A l’annonce de la fermeture des établissements scolaires nous avons pu constater, chez certains adolescents, des réactions de soulagement associées, dans un premier temps, à une libération des tâches scolaires, une pause inattendue et appréciée. Chez l’enfant plus jeune pour qui l’école est un lieu de découverte, de jeu et d’apprentissages multiples, les réactions ont été plus ambivalentes.
Pour un grand nombre de jeunes élèves, aller à l’école est un véritable plaisir. La vie à l’école et la vie en dehors de l’école sont très souvent dissociées chez les plus jeunes, ils ont très peu de contact avec leurs camarades. Les adolescents conservent leurs liens sociaux via les réseaux, ce n’est pas toujours le cas des plus jeunes, bien que nous observions une pratique des jeux vidéos (on pensera en particulier aux jeux coopératifs type Minecraft) de plus en plus précoces.
Les échanges entre adolescents se font avec un recours privilégié à l’image, qui n’est pas sans évoquer la problématique identitaire importante à cet âge. Chez le jeune enfant nous observons plus un recours aux échanges audio sur des supports ludiques où leur identité est masquée derrière un avatar. Ils vivent pleinement leur journée et ne l’évoquent que très peu à la maison. A présent, le confinement suppose de faire l’école à la maison, le professeur m’envoie les leçons mais où est-il, je ne peux pas le voir.
Où sont mes amis, avec lesquels j’appréciais tant de jouer, de discuter, d’apprendre ?
Autant de questions pour les jeunes enfants qui s’interrogent, ils s’imaginent des réponses et peuvent être insécurisés dans cette situation et soudainement se retrouver sans leur enseignant pour réaliser une tâche scolaire.
Par la force des choses, de nombreux enseignants sont entrés dans l’univers numérique, un univers parfois opaque pour certains, plus familier pour d’autres. La mise en place de la continuité pédagogique amène des idées numériques et des pratiques numériques parfois simples pour continuer à apprendre sans aller à l’école, sans être en face à face…
Pour les élèves en situation de handicap, et leurs parents, aller à l’École, comme tous les autres enfants, est aussi un signe de normalité. Pourquoi ne vais-je plus à l’École ? Où est mon auxiliaire de vie scolaire (AVS)/ mon accompagnant ou accompagnante de vie scolaire (AESH) si attentif ou attentive à mes besoins ? Pour les enseignants de ces élèves différents comment prendre en charge leurs besoins éducatifs particuliers à distance, avec quel rythme et selon quelles modalités ? Comment impliquer l’AESH ?

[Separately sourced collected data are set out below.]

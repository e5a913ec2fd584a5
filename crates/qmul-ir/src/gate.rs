//! Gate set used by the QFT and multiplier builders.

use serde::{Deserialize, Serialize};

/// Gates with known semantics.
///
/// Angles are stored in radians. Controlled gates take their operands as
/// `[control, target]`.
#[derive(Debug, Clone, Copy, PartialEq, Serialize, Deserialize)]
pub enum StandardGate {
    /// Pauli-X gate.
    X,
    /// Hadamard gate.
    H,
    /// Phase gate diag(1, e^{iθ}).
    P(f64),
    /// Controlled phase gate.
    CP(f64),
    /// SWAP gate.
    Swap,
}

impl StandardGate {
    /// Lowercase gate name, as written in OpenQASM.
    #[inline]
    pub fn name(&self) -> &'static str {
        match self {
            StandardGate::X => "x",
            StandardGate::H => "h",
            StandardGate::P(_) => "p",
            StandardGate::CP(_) => "cp",
            StandardGate::Swap => "swap",
        }
    }

    /// Number of qubits this gate acts on.
    #[inline]
    pub fn num_qubits(&self) -> u32 {
        match self {
            StandardGate::X | StandardGate::H | StandardGate::P(_) => 1,
            StandardGate::CP(_) | StandardGate::Swap => 2,
        }
    }

    /// Rotation angle, for parameterized gates.
    #[inline]
    pub fn angle(&self) -> Option<f64> {
        match self {
            StandardGate::P(theta) | StandardGate::CP(theta) => Some(*theta),
            _ => None,
        }
    }

    /// Whether both operands of a two-qubit gate can be exchanged without
    /// changing the unitary.
    pub fn is_symmetric(&self) -> bool {
        matches!(self, StandardGate::CP(_) | StandardGate::Swap)
    }

    /// The adjoint of this gate.
    #[must_use]
    pub fn inverse(&self) -> Self {
        match self {
            StandardGate::P(theta) => StandardGate::P(-theta),
            StandardGate::CP(theta) => StandardGate::CP(-theta),
            other => *other,
        }
    }
}

#[cfg(test)]
mod tests {
    use super::*;
    use std::f64::consts::PI;

    #[test]
    fn test_standard_gate_properties() {
        assert_eq!(StandardGate::H.num_qubits(), 1);
        assert_eq!(StandardGate::CP(PI).num_qubits(), 2);
        assert_eq!(StandardGate::Swap.name(), "swap");
        assert_eq!(StandardGate::CP(PI / 2.0).angle(), Some(PI / 2.0));
        assert_eq!(StandardGate::H.angle(), None);
    }

    #[test]
    fn test_inverse_negates_angles() {
        assert_eq!(StandardGate::CP(PI / 4.0).inverse(), StandardGate::CP(-PI / 4.0));
        assert_eq!(StandardGate::H.inverse(), StandardGate::H);
        assert_eq!(StandardGate::Swap.inverse(), StandardGate::Swap);
    }
}
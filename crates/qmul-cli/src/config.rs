//! CLI configuration.
//!
//! Settings come from, highest precedence first:
//! 1. Command-line flags
//! 2. Environment variables (`QMUL_CONFIG`, `QMUL_FORMAT`)
//! 3. The YAML config file (`--config`, or `<config dir>/qmul/config.yaml`)
//! 4. Default values

use std::path::{Path, PathBuf};

use anyhow::{Context, Result};
use clap::ValueEnum;
use serde::{Deserialize, Serialize};
use tracing::debug;

/// Output encoding for generated circuits.
#[derive(Debug, Clone, Copy, Default, PartialEq, Eq, Serialize, Deserialize, ValueEnum)]
#[serde(rename_all = "lowercase")]
pub enum OutputFormat {
    /// Summary plus ASCII drawing
    #[default]
    Text,
    /// OpenQASM 3.0
    Qasm3,
    /// OpenQASM 2.0
    Qasm2,
    /// serde JSON of the circuit
    Json,
}

/// Complete CLI configuration.
#[derive(Debug, Clone, Default, PartialEq, Serialize, Deserialize)]
#[serde(default)]
pub struct Config {
    pub output: OutputConfig,
    pub logging: LoggingConfig,
    pub qft: QftConfig,
    pub simulate: SimulateConfig,
}

#[derive(Debug, Clone, Default, PartialEq, Serialize, Deserialize)]
#[serde(default)]
pub struct OutputConfig {
    /// Format used when `--format` is not given
    pub format: OutputFormat,
}

#[derive(Debug, Clone, Default, PartialEq, Serialize, Deserialize)]
#[serde(default)]
pub struct LoggingConfig {
    /// `EnvFilter` directive used when neither `-v` nor `RUST_LOG` is set
    pub level: Option<String>,
}

/// Hard ceiling for `qft.max_qubits`; a 4096-qubit QFT already holds
/// about 8.4 million instructions.
pub const QFT_QUBIT_CEILING: u32 = 4096;

#[derive(Debug, Clone, PartialEq, Serialize, Deserialize)]
pub struct QftConfig {
    /// Largest register `qmul qft` builds
    #[serde(default = "default_qft_max_qubits")]
    pub max_qubits: u32,
}

fn default_qft_max_qubits() -> u32 {
    1024
}

impl Default for QftConfig {
    fn default() -> Self {
        Self {
            max_qubits: default_qft_max_qubits(),
        }
    }
}

#[derive(Debug, Clone, PartialEq, Serialize, Deserialize)]
pub struct SimulateConfig {
    /// Largest register `qmul simulate` accepts
    #[serde(default = "default_max_qubits")]
    pub max_qubits: u32,

    /// Decimal places when printing amplitudes
    #[serde(default = "default_precision")]
    pub precision: usize,
}

fn default_max_qubits() -> u32 {
    20
}

fn default_precision() -> usize {
    6
}

impl Default for SimulateConfig {
    fn default() -> Self {
        Self {
            max_qubits: default_max_qubits(),
            precision: default_precision(),
        }
    }
}

impl Config {
    /// Load from `explicit` if given, else from the default location if it
    /// exists, else defaults.
    pub fn load(explicit: Option<&Path>) -> Result<Self> {
        match explicit {
            Some(path) => Self::from_file(path),
            None => match default_path() {
                Some(path) if path.is_file() => Self::from_file(&path),
                _ => Ok(Self::default()),
            },
        }
    }

    /// Load configuration from a YAML file.
    pub fn from_file(path: &Path) -> Result<Self> {
        let contents = std::fs::read_to_string(path)
            .with_context(|| format!("Failed to read config file: {}", path.display()))?;
        let config = Self::from_yaml(&contents)
            .with_context(|| format!("Invalid config file: {}", path.display()))?;
        debug!(path = %path.display(), "loaded config");
        Ok(config)
    }

    pub fn from_yaml(source: &str) -> Result<Self> {
        let config: Config = serde_yaml_ng::from_str(source)?;
        config.validate()?;
        Ok(config)
    }

    fn validate(&self) -> Result<()> {
        if self.qft.max_qubits > QFT_QUBIT_CEILING {
            anyhow::bail!(
                "qft.max_qubits = {} exceeds the ceiling of {QFT_QUBIT_CEILING}",
                self.qft.max_qubits
            );
        }
        let limit = qmul_sim::MAX_QUBITS;
        if self.simulate.max_qubits as usize > limit {
            anyhow::bail!(
                "simulate.max_qubits = {} exceeds the simulator limit of {limit}",
                self.simulate.max_qubits
            );
        }
        if self.simulate.precision > 15 {
            anyhow::bail!(
                "simulate.precision = {} is beyond f64 precision (max 15)",
                self.simulate.precision
            );
        }
        Ok(())
    }
}

/// `<config dir>/qmul/config.yaml`, if a config dir is known.
pub fn default_path() -> Option<PathBuf> {
    dirs::config_dir().map(|dir| dir.join("qmul").join("config.yaml"))
}
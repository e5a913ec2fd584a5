//! OpenQASM output for qmul circuits.
//!
//! Two dialects are supported:
//!
//! - [`emit`]: OpenQASM 3.0 against `stdgates.inc`
//! - [`emit_qasm2`]: OpenQASM 2.0 against `qelib1.inc`, with `p`/`cp`
//!   written as `u1`/`cu1`
//!
//! Angles of the form `±π/2^k` are printed as exact fractions.
//!
//! ```rust
//! use qmul_ir::{Circuit, QubitId};
//!
//! let mut circuit = Circuit::with_size("demo", 2, 0);
//! circuit.h(QubitId(1))?.cp(std::f64::consts::FRAC_PI_2, QubitId(0), QubitId(1))?;
//! let qasm = qmul_qasm::emit(&circuit)?;
//! assert!(qasm.contains("cp(pi/2) q[0], q[1];"));
//! # Ok::<(), Box<dyn std::error::Error>>(())
//! ```

pub mod emitter;
pub mod error;

pub use emitter::{emit, emit_qasm2};
pub use error::{EmitError, EmitResult};
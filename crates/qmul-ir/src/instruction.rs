//! Circuit instructions combining gates with operands.

use serde::{Deserialize, Serialize};

use crate::gate::StandardGate;
use crate::qubit::{ClbitId, QubitId};

/// The kind of instruction in a circuit.
#[derive(Debug, Clone, PartialEq, Serialize, Deserialize)]
pub enum InstructionKind {
    /// A unitary gate.
    Gate(StandardGate),
    /// Measurement of each qubit into the paired classical bit.
    Measure,
    /// Barrier across the listed qubits.
    Barrier,
}

/// A complete instruction with operands.
#[derive(Debug, Clone, PartialEq, Serialize, Deserialize)]
pub struct Instruction {
    pub kind: InstructionKind,
    /// Quantum operands, controls first.
    pub qubits: Vec<QubitId>,
    /// Classical targets (measurements only).
    pub clbits: Vec<ClbitId>,
}

impl Instruction {
    /// A gate on `qubits`, in operand order.
    pub fn gate(gate: StandardGate, qubits: impl IntoIterator<Item = QubitId>) -> Self {
        Self {
            kind: InstructionKind::Gate(gate),
            qubits: qubits.into_iter().collect(),
            clbits: vec![],
        }
    }

    pub fn single_qubit_gate(gate: StandardGate, qubit: QubitId) -> Self {
        Self::gate(gate, [qubit])
    }

    pub fn two_qubit_gate(gate: StandardGate, q1: QubitId, q2: QubitId) -> Self {
        Self::gate(gate, [q1, q2])
    }

    /// Measure `qubit` into `clbit`.
    pub fn measure(qubit: QubitId, clbit: ClbitId) -> Self {
        Self {
            kind: InstructionKind::Measure,
            qubits: vec![qubit],
            clbits: vec![clbit],
        }
    }

    /// A barrier across `qubits`.
    pub fn barrier(qubits: impl IntoIterator<Item = QubitId>) -> Self {
        Self {
            kind: InstructionKind::Barrier,
            qubits: qubits.into_iter().collect(),
            clbits: vec![],
        }
    }

    pub fn is_gate(&self) -> bool {
        matches!(self.kind, InstructionKind::Gate(_))
    }

    pub fn is_measure(&self) -> bool {
        matches!(self.kind, InstructionKind::Measure)
    }

    pub fn is_barrier(&self) -> bool {
        matches!(self.kind, InstructionKind::Barrier)
    }

    /// Get the gate if this is a gate instruction.
    pub fn as_gate(&self) -> Option<&StandardGate> {
        match &self.kind {
            InstructionKind::Gate(g) => Some(g),
            _ => None,
        }
    }

    /// Gate name, or `measure` / `barrier`.
    pub fn name(&self) -> &str {
        match &self.kind {
            InstructionKind::Gate(g) => g.name(),
            InstructionKind::Measure => "measure",
            InstructionKind::Barrier => "barrier",
        }
    }
}

#[cfg(test)]
mod tests {
    use super::*;

    #[test]
    fn test_gate_instruction() {
        let inst = Instruction::single_qubit_gate(StandardGate::H, QubitId(0));
        assert!(inst.is_gate());
        assert_eq!(inst.qubits, vec![QubitId(0)]);
        assert_eq!(inst.name(), "h");
        assert_eq!(inst.as_gate(), Some(&StandardGate::H));
    }

    #[test]
    fn test_measure_instruction() {
        let inst = Instruction::measure(QubitId(2), ClbitId(0));
        assert!(inst.is_measure());
        assert_eq!(inst.clbits, vec![ClbitId(0)]);
        assert!(inst.as_gate().is_none());
    }

    #[test]
    fn test_barrier_instruction() {
        let inst = Instruction::barrier([QubitId(0), QubitId(1)]);
        assert!(inst.is_barrier());
        assert_eq!(inst.name(), "barrier");
    }
}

Dès les premiers jours de confinement, des transpositions d’exercices scolaires pour mettre en oeuvre la continuité pédagogique ont vu et voient encore le jour. Sans toujours se rendre compte de la portée positive et psychologique de leurs actions, les enseignants se demandent s’ils s’y prennent bien, si ce n’est pas trop exagéré, s’ils ne sont pas ridicules, comment cela va-t-il être accueilli dans les familles? Ils cherchent et expérimentent d’autres modes de communication. Les enfants se questionnent, les enseignants aussi et c’est bien normal.
La situation inédite engage des réponses inédites.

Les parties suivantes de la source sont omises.